Несть им числа, этим циникам. Собственно, вся новейшая наша история — война цинизма с порядочностью, борьба ненависти с любовью. И жизнь Николая Ивановича Рыжкова снова служит любви.
Та наша встреча длилась три часа сорок минут. Ее прервал всего лишь один минутный звонок.
За время до добровольной отставки Н.И.Рыжкова Детский фонд сумел: дать детдомам и интернатам страны, выкупив их у заводов, 1500 автобусов и грузовиков; трижды послать в регионы Средней Азии и Казахстана медицинские десанты для борьбы с детской смертностью: 2000 + 1500 + 1000 медиков ездили по нашим командировкам на 90 самых жарких дней учредить в тамошних территориях должности специальных доверенных врачей — главных специалистов Минздрава СССР; разукрупнить за свой счет детские группы во всех домах ребенка; образовать семейные детские дома; утвердить статут и дать льготы бывшим малолетним узникам фашистских концлагерей и гетто, организовать союз таких узников; открыть во всех детских домах благотворительные счета и попечительские советы, дать им в дальнейшем управление и прирост 120 млн рублей; поработать во время армянского землетрясения, отыскав около 500 детей, утерянных родителями и родней; оснастить многие больницы для детей медицинским оборудованием, добиться решения о строительстве института детской онкологии... Всякий раз с помощью Н.И.Рыжкова.
Конечно, это лишь часть дел Фонда, если и не оборванная, то сильно, увы, приторможенная — и чем? Законом о благотворительности, принятым Госдумой, налоговыми жестокостями и сотнями других ограничений, в сущности, угнетающих третий сектор экономики — так зовут на Западе развитую благотворительность.
Подлинная личность — я имею в виду Н.И.Рыжкова — навсегда остается такой, не изменяет себе. Депутат от Белгородья, Николай Иванович вместе с Фондом борется сейчас за два важных дела, если говорить о детских проблемах. За детский дом промышленного предприятия (их там уже четыре) — его законодательную поддержку. И снова — за семейный детский дом! Покуда народ не получит экономических возможностей и не изъявит моральной готовности — власти в одиночку не справиться с сиротством (а прирост — 100 000 детских душ каждый год). И уж тем паче с беспризорничеством!
Председатель Совета Министров СССР Николай Иванович Рыжков понимал это еще 13 лет назад. И всячески помогал извлечению из народных глубин доброты и сострадания! Жаль, что сейчас это, коли и не забыто, то начисто отвергнуто!
Закончу тем, чем начал. На фоне краснобоев, объявляющих себя политиками, Н. И. Рыжков не пришивает себе торговых лейблов. Он работник, каким был. В старину бы сказали: достойный сын Отечества.

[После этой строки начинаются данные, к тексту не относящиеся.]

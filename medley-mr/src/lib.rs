//! medley-mr - Metadata Resolver service
//!
//! Resolves book, movie, and TV metadata by querying multiple upstream
//! providers concurrently, reconciling the partial answers into one
//! canonical record with provenance and a confidence tier.

pub mod api;
pub mod cache;
pub mod config;
pub mod matcher;
pub mod merge;
pub mod models;
pub mod rate_limit;
pub mod resolver;
pub mod sources;

pub use crate::api::{ApiError, ApiResult};

use axum::Router;
use chrono::{DateTime, Utc};
use std::sync::Arc;

use crate::cache::MetadataCache;
use crate::resolver::Resolver;

/// Application state shared across handlers
#[derive(Clone)]
pub struct AppState {
    pub resolver: Arc<Resolver>,
    pub cache: Arc<MetadataCache>,
    /// Whether a TMDB adapter was registered at startup
    pub screen_enabled: bool,
    /// Service startup timestamp for uptime tracking
    pub startup_time: DateTime<Utc>,
}

impl AppState {
    pub fn new(resolver: Arc<Resolver>, cache: Arc<MetadataCache>, screen_enabled: bool) -> Self {
        Self {
            resolver,
            cache,
            screen_enabled,
            startup_time: Utc::now(),
        }
    }
}

/// Build application router
pub fn build_router(state: AppState) -> Router {
    Router::new()
        .merge(api::lookup_routes())
        .merge(api::cache_routes())
        .merge(api::health_routes())
        .with_state(state)
}
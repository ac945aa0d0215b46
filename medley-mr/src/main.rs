//! medley-mr - Metadata Resolver service
//!
//! Process bootstrap: tracing, configuration, cache, rate limiter,
//! adapter registration, HTTP server.

use anyhow::Result;
use std::sync::Arc;
use tracing::{info, warn};
use tracing_subscriber::EnvFilter;

use medley_mr::cache::MetadataCache;
use medley_mr::config::ServiceConfig;
use medley_mr::rate_limit::RateLimiter;
use medley_mr::resolver::Resolver;
use medley_mr::sources::{
    client::HttpClient, BookSource, GoodreadsSource, GoogleBooksSource, OpenLibrarySource,
    SourceContext, TmdbSource,
};
use medley_mr::AppState;

#[tokio::main]
async fn main() -> Result<()> {
    let filter = EnvFilter::try_from_default_env().unwrap_or_else(|_| EnvFilter::new("info"));
    tracing_subscriber::fmt().with_env_filter(filter).init();

    info!("Starting medley-mr (Metadata Resolver)");
    info!("Version: {}", env!("CARGO_PKG_VERSION"));

    let config = ServiceConfig::load()?;

    let cache = if config.cache.enabled {
        let path = config.cache_path();
        if let Some(parent) = path.parent() {
            std::fs::create_dir_all(parent)?;
        }
        info!(path = %path.display(), "Opening metadata cache");
        Arc::new(MetadataCache::open(&path, true, config.cache.default_ttl_hours).await?)
    } else {
        warn!("Caching disabled; every lookup will hit upstream providers");
        Arc::new(MetadataCache::disabled().await?)
    };

    let limiter = Arc::new(RateLimiter::new());
    for (source, limit) in &config.rate_limits {
        limiter
            .configure(source, limit.requests_per_window, limit.window_ms)
            .await;
    }

    let http = Arc::new(HttpClient::new(Arc::clone(&limiter))?);
    let ctx = SourceContext {
        http,
        cache: Arc::clone(&cache),
    };

    // Register whichever providers the configuration enables
    let mut book_sources: Vec<Arc<dyn BookSource>> =
        vec![Arc::new(OpenLibrarySource::new(ctx.clone()))];
    book_sources.push(Arc::new(GoogleBooksSource::new(
        ctx.clone(),
        config.google_books_api_key.clone(),
    )));
    if config.scraping_enabled {
        book_sources.push(Arc::new(GoodreadsSource::new(ctx.clone())));
    } else {
        info!("Scraping disabled; Goodreads adapter not registered");
    }

    let tmdb = match &config.tmdb_api_key {
        Some(key) => Some(Arc::new(TmdbSource::new(ctx, key.clone()))),
        None => {
            warn!("No TMDB API key configured; movie/TV lookups disabled");
            None
        }
    };
    let screen_enabled = tmdb.is_some();

    let resolver = Arc::new(Resolver::new(book_sources, tmdb));
    info!(
        book_sources = ?resolver.enabled_book_sources(),
        screen_enabled,
        "Adapters registered"
    );

    let state = AppState::new(resolver, cache, screen_enabled);
    let app = medley_mr::build_router(state);

    let listener = tokio::net::TcpListener::bind(&config.bind_address).await?;
    info!("Listening on http://{}", config.bind_address);

    axum::serve(listener, app).await?;

    Ok(())
}
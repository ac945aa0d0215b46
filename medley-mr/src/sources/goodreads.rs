//! Goodreads scrape adapter
//!
//! HTML rather than JSON: every field extraction tries a primary selector
//! and falls back to an alternate before giving up on that field, so
//! markup drift degrades gracefully instead of breaking the adapter. A
//! randomized inter-request delay applies on top of rate limiting as a
//! courtesy measure. The whole adapter is disabled by configuration when
//! scraping is turned off (the resolver simply does not register it).

use crate::cache::{cache_key, ttl};
use crate::matcher::{
    self, CANDIDATE_EXACT_TITLE, CANDIDATE_FLOOR, CANDIDATE_PARTIAL_TITLE,
};
use crate::models::{BookPartial, BookQuery, SeriesInfo, Source, SourceRating};
use crate::sources::{BookSource, SourceContext, SourceHit};
use async_trait::async_trait;
use medley_common::{Error, Result};
use rand::Rng;
use regex::Regex;
use scraper::{ElementRef, Html, Selector};
use std::sync::LazyLock;
use std::time::Duration;
use tracing::{debug, warn};

const BASE_URL: &str = "https://www.goodreads.com";
const MIN_DELAY_MS: u64 = 500;
const MAX_DELAY_MS: u64 = 1500;

const AUTHOR_BONUS: f64 = 30.0;

static ROW: LazyLock<Selector> = LazyLock::new(|| {
    Selector::parse(r#"tr[itemtype="http://schema.org/Book"]"#).expect("row selector")
});
static TITLE_PRIMARY: LazyLock<Selector> = LazyLock::new(|| {
    Selector::parse(r#"a.bookTitle span[itemprop="name"]"#).expect("title selector")
});
static TITLE_FALLBACK: LazyLock<Selector> =
    LazyLock::new(|| Selector::parse("a.bookTitle").expect("title fallback selector"));
static AUTHOR_PRIMARY: LazyLock<Selector> = LazyLock::new(|| {
    Selector::parse(r#"a.authorName span[itemprop="name"]"#).expect("author selector")
});
static AUTHOR_FALLBACK: LazyLock<Selector> =
    LazyLock::new(|| Selector::parse("a.authorName").expect("author fallback selector"));
static LINK: LazyLock<Selector> =
    LazyLock::new(|| Selector::parse("a.bookTitle").expect("link selector"));
static COVER_PRIMARY: LazyLock<Selector> =
    LazyLock::new(|| Selector::parse("img.bookCover").expect("cover selector"));
static COVER_FALLBACK: LazyLock<Selector> =
    LazyLock::new(|| Selector::parse("img.bookSmallImg").expect("cover fallback selector"));
static RATING_PRIMARY: LazyLock<Selector> =
    LazyLock::new(|| Selector::parse("span.minirating").expect("rating selector"));
static RATING_FALLBACK: LazyLock<Selector> =
    LazyLock::new(|| Selector::parse("span.greyText.smallText").expect("rating fallback selector"));

// "4.55 avg rating — 1,023,456 ratings"
static RATING_TEXT: LazyLock<Regex> = LazyLock::new(|| {
    Regex::new(r"([\d.]+)\s+avg rating\s*[—–-]+\s*([\d,]+)\s+rating").expect("rating pattern")
});
static BOOK_ID: LazyLock<Regex> =
    LazyLock::new(|| Regex::new(r"/book/show/(\d+)").expect("book id pattern"));

#[derive(Debug, Clone)]
struct ScrapedBook {
    title: String,
    author: Option<String>,
    url: Option<String>,
    cover_url: Option<String>,
    rating_average: Option<f64>,
    rating_count: Option<u64>,
}

pub struct GoodreadsSource {
    ctx: SourceContext,
}

impl GoodreadsSource {
    pub fn new(ctx: SourceContext) -> Self {
        Self { ctx }
    }

    async fn lookup_inner(&self, query: &BookQuery) -> Result<Option<SourceHit>> {
        let tag = Source::Goodreads.as_str();
        let key = cache_key(
            tag,
            &[Some("book"), Some(query.title.as_str()), query.author.as_deref()],
        );

        if let Some(hit) = self.ctx.cache.get::<BookPartial>(&key).await? {
            return Ok(Some(SourceHit::cached(hit)));
        }

        // Courtesy jitter on top of the rate limiter
        let delay_ms = rand::thread_rng().gen_range(MIN_DELAY_MS..=MAX_DELAY_MS);
        tokio::time::sleep(Duration::from_millis(delay_ms)).await;

        let q = match &query.author {
            Some(author) => format!("{} {}", query.title, author),
            None => query.title.clone(),
        };
        let url = format!("{}/search", BASE_URL);
        let html = self
            .ctx
            .http
            .get_text(tag, &url, &[("q", q)])
            .await?;

        let candidates = parse_search_page(&html);
        let Some(best) = best_candidate(&query.title, query.author.as_deref(), candidates) else {
            debug!(title = %query.title, "No Goodreads candidate cleared the floor");
            return Ok(None);
        };

        let partial = partial_from_scrape(best);
        // Goodreads mostly contributes ratings, which drift daily
        self.ctx
            .cache
            .set(&key, &partial, tag, Some(ttl::RATINGS_HOURS))
            .await?;

        Ok(Some(SourceHit::fresh(partial)))
    }
}

#[async_trait]
impl BookSource for GoodreadsSource {
    fn source(&self) -> Source {
        Source::Goodreads
    }

    async fn lookup(&self, query: &BookQuery) -> Option<SourceHit> {
        match self.lookup_inner(query).await {
            Ok(result) => result,
            Err(Error::NotFound(_)) => None,
            Err(e) => {
                warn!(title = %query.title, error = %e, "Goodreads lookup failed");
                None
            }
        }
    }
}

/// Inner text via `primary`, falling back to `fallback`
fn select_text(row: &ElementRef, primary: &Selector, fallback: &Selector) -> Option<String> {
    for selector in [primary, fallback] {
        if let Some(node) = row.select(selector).next() {
            let text: String = node.text().collect::<String>().trim().to_string();
            if !text.is_empty() {
                return Some(text);
            }
        }
    }
    None
}

/// Attribute via `primary`, falling back to `fallback`
fn select_attr(
    row: &ElementRef,
    primary: &Selector,
    fallback: &Selector,
    attr: &str,
) -> Option<String> {
    for selector in [primary, fallback] {
        if let Some(value) = row.select(selector).next().and_then(|n| n.value().attr(attr)) {
            if !value.is_empty() {
                return Some(value.to_string());
            }
        }
    }
    None
}

fn parse_search_page(html: &str) -> Vec<ScrapedBook> {
    let document = Html::parse_document(html);
    let mut books = Vec::new();

    for row in document.select(&ROW) {
        let Some(title) = select_text(&row, &TITLE_PRIMARY, &TITLE_FALLBACK) else {
            continue;
        };

        let author = select_text(&row, &AUTHOR_PRIMARY, &AUTHOR_FALLBACK);
        let url = select_attr(&row, &LINK, &LINK, "href")
            .map(|href| format!("{}{}", BASE_URL, href));
        let cover_url = select_attr(&row, &COVER_PRIMARY, &COVER_FALLBACK, "src");

        let (rating_average, rating_count) =
            match select_text(&row, &RATING_PRIMARY, &RATING_FALLBACK) {
                Some(text) => parse_rating(&text),
                None => (None, None),
            };

        books.push(ScrapedBook {
            title,
            author,
            url,
            cover_url,
            rating_average,
            rating_count,
        });
    }

    books
}

fn parse_rating(text: &str) -> (Option<f64>, Option<u64>) {
    let Some(caps) = RATING_TEXT.captures(text) else {
        return (None, None);
    };
    let average = caps[1].parse().ok();
    let count = caps[2].replace(',', "").parse().ok();
    (average, count)
}

fn score_candidate(query_title: &str, query_author: Option<&str>, book: &ScrapedBook) -> f64 {
    let nq = matcher::normalize(query_title);
    // Series suffixes embedded in scraped titles would defeat equality
    let nt = matcher::normalize(&matcher::extract_series_from_title(&book.title).clean_title);

    let mut score = if !nq.is_empty() && nq == nt {
        CANDIDATE_EXACT_TITLE
    } else if !nq.is_empty() && !nt.is_empty() && (nq.contains(&nt) || nt.contains(&nq)) {
        CANDIDATE_PARTIAL_TITLE
    } else {
        0.0
    };

    if let (Some(qa), Some(author)) = (query_author, book.author.as_deref()) {
        if matcher::is_fuzzy_match(qa, author, matcher::FUZZY_THRESHOLD) {
            score += AUTHOR_BONUS;
        }
    }

    score += book.rating_count.unwrap_or(0).min(1000) as f64 / 1000.0;
    score
}

fn best_candidate(
    query_title: &str,
    query_author: Option<&str>,
    books: Vec<ScrapedBook>,
) -> Option<ScrapedBook> {
    books
        .into_iter()
        .map(|book| {
            let score = score_candidate(query_title, query_author, &book);
            (book, score)
        })
        .filter(|(_, score)| *score >= CANDIDATE_FLOOR)
        .max_by(|(_, a), (_, b)| a.partial_cmp(b).unwrap_or(std::cmp::Ordering::Equal))
        .map(|(book, _)| book)
}

fn partial_from_scrape(book: ScrapedBook) -> BookPartial {
    let mut partial = BookPartial::new(Source::Goodreads);

    let extracted = matcher::extract_series_from_title(&book.title);
    partial.title = Some(extracted.clean_title);
    if let Some(name) = extracted.series_name {
        partial.series = Some(SeriesInfo {
            name,
            position: extracted.series_position,
        });
    }

    partial.authors = book.author.into_iter().collect();
    partial.cover_url = book.cover_url;

    if let Some(average) = book.rating_average {
        partial.rating = Some(SourceRating {
            source: Source::Goodreads,
            average,
            count: book.rating_count,
        });
    }

    if let Some(url) = &book.url {
        partial.identifier = BOOK_ID
            .captures(url)
            .map(|caps| caps[1].to_string());
    }
    partial.source_url = book.url;

    partial
}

Но теперь громко такие слова говорить неловко: слишком больно вокруг.
А, впрочем, почему мы так страшимся добрых слов? Ведь не побоялись же люди Спитака, где разверзлось чудовищное землетрясение 1988 года, поставить — при жизни! — памятник Н.И.Рыжкову и выбить в камне: «Выдающемуся сыну России... от благодарной Армении».
Я там был — в дни народной кручины — и свидетельствую: о достойном и сказано достойно.